■ Task ■
Among the entries below, find all lines that include "Clone" and copy them.
═══ Material for the task
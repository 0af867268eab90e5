//! Security state of one secure channel
//!
//! `SecureContext` owns everything needed to turn a message body into secured
//! chunks and back: the policy and mode, the local and remote key material,
//! the current and previous security token and the sequence counters of both
//! directions.

use crate::frame::MessageChunk;
use crate::header::{ChunkType, MessageHeader, MessageType, SECURE_MESSAGE_HEADER_SIZE};
use crate::security_header::{
    AsymmetricSecurityHeader, SequenceHeader, SymmetricSecurityHeader, SEQUENCE_HEADER_SIZE,
    SYMMETRIC_SECURITY_HEADER_SIZE,
};
use opcua_binary::{BinaryDecoder, BinaryEncodable, BinaryEncoder, DecodingOptions};
use opcua_core::{ByteString, DateTime, StatusCode, UaError, UaResult, UaString};
use opcua_security::{
    derive_channel_keys, thumbprint_of, ChannelKeys, MessageSecurityMode, PrivateKey, PublicKey, SecurityPolicy,
    SymmetricKeys,
};
use std::time::{Duration, Instant};

/// Sequence numbers above this value wrap around to a value below 1024
pub const SEQUENCE_WRAP_THRESHOLD: u32 = u32::MAX - 1024;

/// RSA keys above 2048 bits need a second padding size byte
const EXTRA_PADDING_KEY_SIZE: usize = 256;

/// Which end of the channel this context belongs to
#[derive(Debug, Clone, Copy, PartialEq, Eq)]
pub enum Role {
    Client,
    Server,
}

/// A security token issued by OpenSecureChannel
#[derive(Debug, Clone)]
pub struct SecurityToken {
    pub channel_id: u32,
    pub token_id: u32,
    pub created_at: DateTime,
    pub revised_lifetime: Duration,
    installed_at: Instant,
    keys: Option<ChannelKeys>,
}

impl SecurityToken {
    /// Token as reported by the server, without derived keys yet
    pub fn new(channel_id: u32, token_id: u32, created_at: DateTime, revised_lifetime_ms: u32) -> Self {
        Self {
            channel_id,
            token_id,
            created_at,
            revised_lifetime: Duration::from_millis(revised_lifetime_ms as u64),
            installed_at: Instant::now(),
            keys: None,
        }
    }

    pub fn installed_at(&self) -> Instant {
        self.installed_at
    }

    /// Whether the token's lifetime has elapsed at `now`
    pub fn is_expired(&self, now: Instant) -> bool {
        now >= self.installed_at + self.revised_lifetime
    }
}

/// A chunk after verification, decryption and header removal
#[derive(Debug, Clone, PartialEq)]
pub struct OpenedChunk {
    pub message_type: MessageType,
    pub chunk_type: ChunkType,
    pub secure_channel_id: u32,
    /// Token of a symmetric chunk
    pub token_id: Option<u32>,
    /// Header of an asymmetric (OPN) chunk
    pub asymmetric_header: Option<AsymmetricSecurityHeader>,
    pub sequence_number: u32,
    pub request_id: u32,
    pub body: Vec<u8>,
}

fn security_error(message: impl Into<String>) -> UaError {
    UaError::SecurityChecksFailed(message.into())
}

fn size_u32(size: usize) -> UaResult<u32> {
    u32::try_from(size).map_err(|_| {
        UaError::encoding_limit(StatusCode::BAD_TCP_MESSAGE_TOO_LARGE, format!("Chunk of {} bytes", size))
    })
}

/// Write `padding` padding bytes preceded by the padding size byte
fn write_padding(encoder: &mut BinaryEncoder, padding: usize, extra: bool) {
    let low = (padding & 0xFF) as u8;
    encoder.write_u8(low);
    for _ in 0..padding {
        encoder.write_u8(low);
    }
    if extra {
        encoder.write_u8((padding >> 8) as u8);
    }
}

/// Length of the padding region at the end of `data`, checking its bytes
fn padding_length(data: &[u8], content_start: usize, extra: bool) -> UaResult<usize> {
    let len = data.len();
    let (padding, region) = match (extra, len) {
        (true, l) if l >= 2 => {
            let padding = ((data[l - 1] as usize) << 8) | data[l - 2] as usize;
            (padding, padding + 2)
        }
        (false, l) if l >= 1 => {
            let padding = data[l - 1] as usize;
            (padding, padding + 1)
        }
        _ => return Err(security_error("Chunk too short for padding")),
    };
    if region > len.saturating_sub(content_start) {
        return Err(security_error(format!("Padding of {} bytes exceeds chunk", padding)));
    }
    let low = (padding & 0xFF) as u8;
    let pad_end = if extra { len - 1 } else { len };
    if data[len - region..pad_end].iter().any(|b| *b != low) {
        return Err(security_error("Invalid padding bytes"));
    }
    Ok(region)
}

/// Security state of a secure channel
#[derive(Debug)]
pub struct SecureContext {
    role: Role,
    policy: SecurityPolicy,
    mode: MessageSecurityMode,
    local_certificate: Option<Vec<u8>>,
    local_key: Option<PrivateKey>,
    remote_certificate: Option<Vec<u8>>,
    remote_key: Option<PublicKey>,
    local_nonce: Vec<u8>,
    channel_id: u32,
    current: Option<SecurityToken>,
    previous: Option<SecurityToken>,
    send_sequence: u32,
    last_received_sequence: Option<u32>,
    decoding_options: DecodingOptions,
}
══════
■ Response box ■
#[derive(Debug, Clone, Copy, PartialEq, Eq)]
#[derive(Debug, Clone)]
#[derive(Debug, Clone, PartialEq)]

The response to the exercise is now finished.